随着计划经济向市场经济的转变、《劳动法》的普遍实施、国务院关于医疗保险制度改革的不断深入,对医院的经营管理提出了严峻的挑战。病人选择医院、医药分开、全新的医保政策,都将医院推入了市场竞争。目前城镇医院的就医患者仍以公费医疗为主,且私立医院的不断扩张,已使医疗市场面临供大于求的局面。能否适应医疗市场的变化,加强医院管理,提高医护质量和服务质量,降低医疗成本,将决定医院的生死存亡,每位医院管理者都应有清醒的认识。

1当前医院管理与医疗保险之间的关系

旧的公费医疗制度已不能适应市场发展的规律,以前是卖方市场,医疗费用由国家承担,医院可以通过扩大规模来满足自身的发展要求。

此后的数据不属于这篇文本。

//! Static stability of a resting pose.
//!
//! An object at rest on a plane does not tip while the vertical projection
//! of its center of mass stays inside the contact patch. The patch is the
//! union of the plane's member triangles, each tested on its own.

use nalgebra::Point3;

use crate::facets::SupportPlane;
use crate::pose::RestingPose;

/// Barycentric coordinates of `p` in the triangle `a b c`, all projected
/// onto the XY plane.
///
/// Returns `None` when the projected triangle has (near) zero area.
///
/// # Example
///
/// ```
/// use mesh_stability::barycentric;
/// use nalgebra::Point3;
///
/// let a = Point3::new(0.0, 0.0, 0.0);
/// let b = Point3::new(1.0, 0.0, 0.0);
/// let c = Point3::new(0.0, 1.0, 0.0);
///
/// let [alpha, beta, gamma] = barycentric(&Point3::new(0.25, 0.25, 7.0), &a, &b, &c).unwrap();
/// assert!((alpha - 0.5).abs() < 1e-12);
/// assert!((beta - 0.25).abs() < 1e-12);
/// assert!((gamma - 0.25).abs() < 1e-12);
/// ```
#[must_use]
pub fn barycentric(
    p: &Point3<f64>,
    a: &Point3<f64>,
    b: &Point3<f64>,
    c: &Point3<f64>,
) -> Option<[f64; 3]> {
    let denominator = (b.y - c.y) * (a.x - c.x) + (c.x - b.x) * (a.y - c.y);
    let scale = (b.xy() - a.xy()).norm_squared() + (c.xy() - a.xy()).norm_squared();
    if denominator.abs() <= f64::EPSILON * scale {
        return None;
    }

    let alpha = ((b.y - c.y) * (p.x - c.x) + (c.x - b.x) * (p.y - c.y)) / denominator;
    let beta = ((c.y - a.y) * (p.x - c.x) + (a.x - c.x) * (p.y - c.y)) / denominator;
    Some([alpha, beta, 1.0 - alpha - beta])
}

/// Check whether `pose` keeps the object on `plane` without tipping.
///
/// `points` are the object-frame positions the plane's facets index into.
/// Member triangles are tried in order; the first one containing the
/// projected center of mass (coordinates not below `-tolerance`) makes the
/// pose stable. Degenerate or out-of-range triangles are skipped.
#[must_use]
pub fn is_statically_stable(
    points: &[Point3<f64>],
    pose: &RestingPose,
    plane: &SupportPlane,
    tolerance: f64,
) -> bool {
    plane.facets.iter().any(|facet| {
        let Some([a, b, c]) = facet.corners(points) else {
            return false;
        };
        let [a, b, c] = [a, b, c].map(|p| pose.transform_point(&p));
        barycentric(&pose.center_of_mass, &a, &b, &c)
            .is_some_and(|coords| coords.iter().all(|&w| w >= -tolerance))
    })
}
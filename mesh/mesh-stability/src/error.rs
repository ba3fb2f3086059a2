//! Error types for resting-pose analysis.

use thiserror::Error;

/// Result type for resting-pose analysis.
pub type StabilityResult<T> = Result<T, StabilityError>;

/// Errors that can occur while analysing an object.
///
/// All of these are local to one object; a batch driver reports them and
/// moves on to the next object.
#[derive(Debug, Error)]
pub enum StabilityError {
    /// Mesh has no vertices or no faces.
    #[error("mesh is empty")]
    EmptyMesh,

    /// Too few distinct points to span a solid.
    #[error("insufficient points for a 3D hull: need at least {required}, got {actual}")]
    InsufficientPoints {
        /// Minimum number of distinct points required.
        required: usize,
        /// Distinct points provided.
        actual: usize,
    },

    /// The hull backend rejected the point set (flat or collinear input).
    #[error("convex hull computation failed: {message}")]
    HullFailed {
        /// Backend error description.
        message: String,
    },

    /// Invalid configuration parameter.
    #[error("invalid parameter `{name}`: {message}")]
    InvalidParams {
        /// Name of the offending parameter.
        name: &'static str,
        /// Description of the problem.
        message: String,
    },
}

impl StabilityError {
    pub(crate) fn invalid_param(name: &'static str, message: impl Into<String>) -> Self {
        Self::InvalidParams {
            name,
            message: message.into(),
        }
    }
}
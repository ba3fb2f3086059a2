//! Traits for mesh types.

use crate::{Aabb, Triangle, Vertex};

/// Trait for types that provide mesh topology information.
///
/// Lets hull and pose code read a mesh without caring about its storage.
pub trait MeshTopology {
    /// Get the number of vertices.
    fn vertex_count(&self) -> usize;

    /// Get the number of faces (triangles).
    fn face_count(&self) -> usize;

    /// Check if the mesh is empty.
    fn is_empty(&self) -> bool {
        self.vertex_count() == 0 || self.face_count() == 0
    }

    /// Get a vertex by index.
    ///
    /// Returns `None` if the index is out of bounds.
    fn vertex(&self, index: usize) -> Option<&Vertex>;

    /// Get a triangle by face index with resolved vertex positions.
    ///
    /// Returns `None` if the face index or any of its vertex indices is
    /// out of bounds.
    fn triangle(&self, face_index: usize) -> Option<Triangle>;

    /// Iterate over all triangles with resolved vertex positions.
    ///
    /// Faces referencing missing vertices are skipped.
    fn triangles(&self) -> impl Iterator<Item = Triangle>;
}

/// Trait for types that can compute a bounding box.
pub trait MeshBounds {
    /// Compute the axis-aligned bounding box.
    ///
    /// Returns an empty AABB if the mesh has no vertices.
    fn bounds(&self) -> Aabb;
}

患者与医院间的关系是“求医”与“被求”的关系,医院始终有种衣食无忧的感觉。随着国务院出台了一系列新的医保政策,并且新的《社会保险法》亦在制定之中,随着法制的完善,医患间的关系亦随之改变,患者作为消费者有了很大的选择空间,并且中间多了医疗保险经办机构的监督,对医院的限制也越来越严格,这就要求医院必须转变立场,重新定论,加强自身管理以适应市场。加强医院管理,主要在于管理好人才、服务质量、降低管理成本3个方面,培养和吸引高级人才是医院在市场竞争中获胜的前提,也是决定医院能否提供优质的医疗服务的保障,而物美价廉则是吸引客户的不败策略。绝大多数的医院提供的是普通医疗服务,同样是阑尾炎,很难区分出不同医院的医疗质量,而在此时价格则成为病人的首选。在降低成本方面,以前医院做的远不如企业,这也是由行业特性决定的,而随着医改的普遍推行就迫使医院进行改革,以适应市场,医院应当在通过提供优质服务吸引病人的基础上,还应该提供不同层次的医疗保障服务。根据国务院的精神,各省纷纷出台了不同的医保政策和实施细则。在城市享受医保政策的职工人数在不断地增加,这就成了一块巨大的奶油蛋糕,谁能把这块大蛋糕的主体弄到手,谁在医疗市场上就占有了主导地位。于是医保定点就诊医院的确定及适宜于医保政策的管理模式就成了各医院的竞争与改革的方向。

2医疗保险对医院管理体系

提出了新的要求医保对医院的信息系统(HIS)建设提出了很高的要求,医保实施中,给付和汇总核查工作需要医院的配合,做大量的工作。对于门诊病人来说,各地就诊基本都采用了IC卡,这就要求医院门诊起码要拥有IC卡读写设备。比较理想的方案应该包括医院给医保部门上报就诊病人的费用细目,以供审查和汇总分析使用。这样,医院就需要建设功能比较完整的门诊收费系统和培养一批熟练使用计算机收费的操作人员。目前,全国很多省市建设了医院与医保中心实时联网的收费系统,起到了实时反馈参保患者费用的作用。因为脱机处理不能及时了解患者保险费交纳情况、就诊资格、费用超支情况,可能还有假冒用户就诊。但是,我国城市通讯公网的质量、服务、价格普遍不能令人满意,价格高、速度慢、服务质量差,安全和可靠性不高,在此基础上建设大型实时网络风险度极高,尤其是大型城市。IC卡付费系统与医院门诊收费系统互联有一个十分突出的技术问题,就是IC卡写卡权利是否可以向医院计算机部门开放。如果不开放,医院很难将门诊收费系统和IC卡读卡机互连,造成门诊收费双重操作;如果开放,众多人员拥有写卡权利,很难保证密码不被泄露,不能保证系统安全。如果由医保部门统一配备门诊系统,很难满足不同医院的不同需求,与门诊和医院信息系统其他模块互连又成为难题。因此,需要很好地研究解决的方法。对于住院病人,医院需要分别计算自费部分和医保费用,向医保部门上报病人费用细目。病人在住院处建立计算机病案首页,病房护士每天将病人的全部医嘱输入计算机,由计算机系统自动划价收费,病人出院时由计算机结算并打印费用细目。患者持费用清单到相应的医保管理部门报审。这种模式的优点是费用计算准确及时,同时强化了住院病人费用管理,堵塞了大量因管理不善造成的药品丢失和浪费、检验检查的漏费和搭车开药等问题。这种模式可以很容易地与医保部门连机,通过网络直接报审,满足当前医保细目审查的要求。